Stored items
_ _ _

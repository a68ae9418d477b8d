//! # Query Module
//!
//! Asking a node about a transaction after it was submitted.
//!
//! ```text
//! receipt.rs  — TransactionReceipt and the free receipt query
//! record.rs   — TransactionRecord and the paid record query
//! ```
//!
//! Both queries go through the same execution engine as transactions. The
//! difference is in classification: "not known yet" is a poll-again outcome
//! with a fixed interval, bounded by the client's receipt timeout rather than
//! the attempt budget.

pub mod receipt;
pub mod record;

pub use receipt::{TransactionReceipt, TransactionReceiptQuery};
pub use record::{Transfer, TransactionRecord, TransactionRecordQuery};

use crate::error::Error;
use crate::execute::Outcome;
use crate::proto::services;
use crate::status::Status;
use crate::transaction::TransactionId;

/// Receipt and record lookups are served by the crypto service.
pub(crate) const GET_RECEIPT_METHOD: &str = "proto.CryptoService/getTransactionReceipts";
pub(crate) const GET_RECORD_METHOD: &str = "proto.CryptoService/getTxRecordByTxID";

pub(crate) fn query_header(
    response_type: i32,
    payment: Option<services::Transaction>,
) -> services::QueryHeader {
    services::QueryHeader {
        payment,
        response_type,
    }
}

/// Passes through an `OK` header and turns anything else into the outcome
/// the engine should act on.
pub(crate) fn precheck<T>(
    header: Option<services::ResponseHeader>,
    transaction_id: TransactionId,
) -> Result<services::ResponseHeader, Outcome<T>> {
    let Some(header) = header else {
        return Err(Outcome::Fatal(Error::decode("response has no header")));
    };
    let status = Status::from_code(header.node_transaction_precheck_code);
    let rejected = Error::Rejected {
        status,
        transaction_id: Some(transaction_id),
    };
    match status {
        Status::Ok => Ok(header),
        status if status.is_transient() => Err(Outcome::Busy(rejected)),
        status if status.is_pending() => Err(Outcome::Pending(rejected)),
        _ => Err(Outcome::Fatal(rejected)),
    }
}
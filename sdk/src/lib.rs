// Copyright (c) 2026 ALAS Technology. MIT License.
// See LICENSE for details.

//! # Hiero SDK — Client Library
//!
//! Builds, signs and submits transactions to a Hiero ledger, then follows
//! them to consensus through receipt and record queries.
//!
//! ## Architecture
//!
//! - **entity** — `shard.realm.num` identifiers, ledger IDs and checksums.
//! - **crypto** — Ed25519 and ECDSA(secp256k1) keys, mnemonics, derivation.
//! - **transaction** — The builder, the frozen form, chunking, signing.
//! - **query** — Receipt and record lookups.
//! - **network** — Node list, per-node health, the transport seam.
//! - **client** — Operator, defaults, retry envelope, checksum cache.
//! - **proto** — Wire messages.
//! - **config** — Constants and JSON client configuration.
//!
//! ## Example
//!
//! ```no_run
//! # async fn run(transport: std::sync::Arc<dyn hiero_sdk::network::Transport>)
//! # -> hiero_sdk::Result<()> {
//! use hiero_sdk::{AccountId, Client, Hbar, PrivateKey, TransferTransaction};
//!
//! let client = Client::for_testnet();
//! client.set_transport(transport);
//! client.set_operator(AccountId::new(0, 0, 1001), PrivateKey::generate_ed25519());
//!
//! let receipt = TransferTransaction::new()
//!     .hbar_transfer(AccountId::new(0, 0, 1001), Hbar::new(-1))
//!     .hbar_transfer(AccountId::new(0, 0, 1002), Hbar::new(1))
//!     .freeze_with(&client)?
//!     .execute(&client)
//!     .await?
//!     .get_receipt(&client)
//!     .await?;
//! println!("{}", receipt.status);
//! # Ok(())
//! # }
//! ```
//!
//! ## Design Philosophy
//!
//! 1. A frozen transaction never changes its bytes. Retries resend what was
//!    signed.
//! 2. Every wait is bounded by a deadline and can be cancelled.
//! 3. Secret key bytes are never printed or compared.

pub mod client;
pub mod config;
pub mod crypto;
pub mod entity;
pub mod error;
pub(crate) mod execute;
pub mod hbar;
pub mod network;
pub mod proto;
pub mod query;
pub mod status;
pub mod timestamp;
pub mod transaction;

pub use client::{Client, Operator};
pub use crypto::{KeyAlgorithm, Mnemonic, PrivateKey, PublicKey, Signature};
pub use entity::{AccountId, Checksum, EntityId, FileId, LedgerId, TopicId};
pub use error::{Error, Result};
pub use hbar::Hbar;
pub use query::{TransactionReceipt, TransactionReceiptQuery, TransactionRecord};
pub use query::{TransactionRecordQuery, Transfer};
pub use status::Status;
pub use timestamp::Timestamp;
pub use transaction::{
    ChunkInfo, FileAppendTransaction, FrozenTransaction, TopicMessageSubmitTransaction,
    Transaction, TransactionId, TransactionResponse, TransferTransaction,
};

_ _ _

What you are asked to do: Every line with "TransactionRecordQuery" in it should be copied from the entries above.

Answer for the task:
pub use record::{Transfer, TransactionRecord, TransactionRecordQuery};
pub use query::{TransactionRecordQuery, Transfer};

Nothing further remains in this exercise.